SpawnSpec is a class responsible for spawning all groups of enemies, including regular NPCs that are typically tied to missions or their own spawners. By merging the spawning system into the SpawnSpec class we have finally been able to get rid of issues with objects hovering in the air and getting stuck in the ground. One remaining problem is that because many destructible props currently spawn after enemies, the system is unable to properly detect collisions, which leads to enemies getting stuck in cars and barrels. This is going to be resolved on its own once spawners get their own timers and events for doing their work.

PlayKismetSeq is a command that can be sent as a message to the client to start a scripted Unreal Engine cutscene. For example, I have added a trigger for such sequence to the Raft, and now you can see the Quinjet landing when you load into the region. This also includes an animation of Juggernaut running away.

Editor’s Note: Kismet is the name of the visual scripting language that was available in Unreal Engine 3. Those of you who have experience with versions 4 and 5 are most likely familiar with Blueprints: Kismet is an earlier iteration of the same concept. For more information on Kismet see the official documentation. And now, back to our regularly scheduled programming.

Reporting for Duty!

After that I started investigating what triggers these sequences, and that led me to hotspots and MissionConditionPrototype.

Population Override

Everything turned out to be more complicated than I expected, and I ended up working on implementing mission logic and game physics…

EntityFilters are sets of conditions for triggering mission events. To get the result of a condition it has to be determined using the Evaluate() function, as well as a cached EntityTrackingContextMap in the InteractionManager. This function is coupled with lots of various systems: regions, areas, entities, missions. I have implemented all the base logic, and this foundation is going to come in handy in the future.
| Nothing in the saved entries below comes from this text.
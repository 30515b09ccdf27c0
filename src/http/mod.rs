use reqwest::{
    header::{ACCEPT, USER_AGENT},
    RequestBuilder, StatusCode,
};
use serde::{de::DeserializeOwned, Deserialize};
use thiserror::Error;

pub const API_VERSION: &str = "2022-11-28";
pub const USER_AGENT_NAME: &str = "github-release";
pub const JSON_MEDIA_TYPE: &str = "application/vnd.github+json";
pub const SHA_MEDIA_TYPE: &str = "application/vnd.github.VERSION.sha";

pub trait Headers {
    fn default_headers(self, token: &str, accept: &str) -> RequestBuilder;
}

impl Headers for RequestBuilder {
    fn default_headers(self, token: &str, accept: &str) -> RequestBuilder {
        self.bearer_auth(token)
            .header(ACCEPT, accept)
            .header("X-GitHub-Api-Version", API_VERSION)
            .header(USER_AGENT, USER_AGENT_NAME)
    }
}

#[allow(async_fn_in_trait)]
pub trait ResponseHandler {
    /// Reads the response body, turning any non-2xx status into an [`Error`].
    async fn handle(self) -> Result<String, Error>;
}

impl ResponseHandler for reqwest::Result<reqwest::Response> {
    async fn handle(self) -> Result<String, Error> {
        let response = self.map_err(|cause| Error::SendRequestError { cause })?;
        let status = response.status();
        let url = response.url().to_string();

        let text = response
            .text()
            .await
            .map_err(|cause| Error::ReadResponseTextError { cause })?;

        if status == StatusCode::NOT_FOUND {
            return Err(Error::NotFound { url });
        }

        if !status.is_success() {
            return Err(Error::GenericResponseError {
                status: status.as_u16(),
                message: error_message(text),
            });
        }

        Ok(text)
    }
}

pub fn parse<T: DeserializeOwned>(text: &str) -> Result<T, Error> {
    serde_json::from_str(text).map_err(|cause| Error::ParseResponseError { cause })
}

#[derive(Deserialize)]
struct ErrorResponse {
    message: String,
}

fn error_message(text: String) -> String {
    match serde_json::from_str::<ErrorResponse>(&text) {
        Ok(body) => body.message,
        Err(_) => text,
    }
}

#[derive(Debug, Error)]
pub enum Error {
    #[error("{url} was not found")]
    NotFound { url: String },
    #[error("{status}: {message}")]
    GenericResponseError { status: u16, message: String },
    #[error("{url} is not a valid url")]
    InvalidUrl {
        url: String,
        #[source]
        cause: url::ParseError,
    },
    #[error("Failed to send request")]
    SendRequestError {
        #[source]
        cause: reqwest::Error,
    },
    #[error("Failed to read response text")]
    ReadResponseTextError {
        #[source]
        cause: reqwest::Error,
    },
    #[error("Failed to parse response")]
    ParseResponseError {
        #[source]
        cause: serde_json::Error,
    },
}

impl Error {
    pub fn is_not_found(&self) -> bool {
        matches!(self, Error::NotFound { .. })
    }
}
use clap::{builder::BoolishValueParser, Parser};
use log::LevelFilter;
use std::path::PathBuf;

/// Every option falls back to its environment variable, then to the config file.
#[derive(Parser, Debug)]
#[command(
    name = "github-release",
    version,
    about = "Create or update a GitHub release and upload its assets",
    long_about = "Create or update a GitHub release and upload its assets.

Usage:
  github-release v1.0.0 dist/*.tar.gz --github-repository owner/name
  github-release nightly pkg/app.zip --commit main --prerelease --update"
)]
pub struct Args {
    /// Release name, also used as the tag name unless --tag is set
    #[arg(index = 1, value_name = "NAME")]
    pub name: String,

    /// Files to attach, as paths or glob patterns; missing paths are skipped
    #[arg(index = 2, value_name = "ASSETS")]
    pub assets: Vec<String>,

    #[arg(long, env = "GITHUB_RELEASE_ACCESS_TOKEN", hide_env_values = true)]
    pub github_access_token: Option<String>,

    /// Repository as owner/name
    #[arg(long, env = "GITHUB_RELEASE_REPOSITORY")]
    pub github_repository: Option<String>,

    #[arg(long, env = "GITHUB_RELEASE_TAG")]
    pub tag: Option<String>,

    /// Commit-ish the tag points at [default: the default branch]
    #[arg(long, env = "GITHUB_RELEASE_COMMIT")]
    pub commit: Option<String>,

    /// [default: main]
    #[arg(long, env = "GITHUB_RELEASE_DEFAULT_BRANCH")]
    pub default_branch: Option<String>,

    /// [default: false]
    #[arg(
        long,
        env = "GITHUB_RELEASE_PRERELEASE",
        num_args = 0..=1,
        require_equals = true,
        default_missing_value = "true",
        value_parser = BoolishValueParser::new()
    )]
    pub prerelease: Option<bool>,

    /// [default: false]
    #[arg(
        long,
        env = "GITHUB_RELEASE_DRAFT",
        num_args = 0..=1,
        require_equals = true,
        default_missing_value = "true",
        value_parser = BoolishValueParser::new()
    )]
    pub draft: Option<bool>,

    /// Replace the release (tag, metadata and assets) if it already exists
    /// [default: false]
    #[arg(
        long,
        env = "GITHUB_RELEASE_UPDATE",
        num_args = 0..=1,
        require_equals = true,
        default_missing_value = "true",
        value_parser = BoolishValueParser::new()
    )]
    pub update: Option<bool>,

    /// Release notes
    #[arg(long, env = "GITHUB_RELEASE_BODY")]
    pub body: Option<String>,

    /// [default: https://api.github.com]
    #[arg(long, env = "GITHUB_RELEASE_API_URL")]
    pub github_api_url: Option<String>,

    /// YAML config file [default: github-release.yaml, if present]
    #[arg(long, env = "GITHUB_RELEASE_CONFIG")]
    pub config: Option<PathBuf>,

    #[arg(long, env = "GITHUB_RELEASE_LOG_LEVEL", default_value = "info")]
    pub log_level: LevelFilter,
}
The PhysicsManager calculates displacements and collisions. The server runs PhysicsResolveEntities() every frame and checks all active entities for collisions. Internally displacements are called sweeps, and they are handled by the NaviSweep class. NaviSweep consists of numerous real time calculations. After studying some of them, we were able to figure out the source of inspiration for many of them: the book Real-Time Collision Detection by Christer Ericson. Many of the functions used in the game are taken from this book word for word, and it has helped us to make sense of everything. Below is a figure from the book that explains how the Sphere.Sweep(Aabb) function works.

Real-Time Collision Detection by Christer Ericson

PhysicsManager and NaviSweep do a lot of projection and collision detection, but the end result of all these calculations is the triggering of these three events:

  • OnCollide()

  • OnOverlapBegin()

  • OnOverlapEnd()

We now have triggers, we can check conditions with Evaluate(), but we still don’t have an avatar that is going to interact with all of these.

For an avatar (a playable character) to be able to enter the physical world and interact with it, it requires a working Locomotor system.

The server runs LocomoteEntities() every frame to calculate all types of movements in the game. The Locomotor system is responsible for things such as: moving enemies with MoveTo(), finding their paths with GeneratePath(), rotating them with LookAt(), processing flight, various restrictions, velocity, synchronizing these movements between the server and the client with SetSyncState(), as well as interacting with the NaviPath system. And this is what I am going to be working on next month!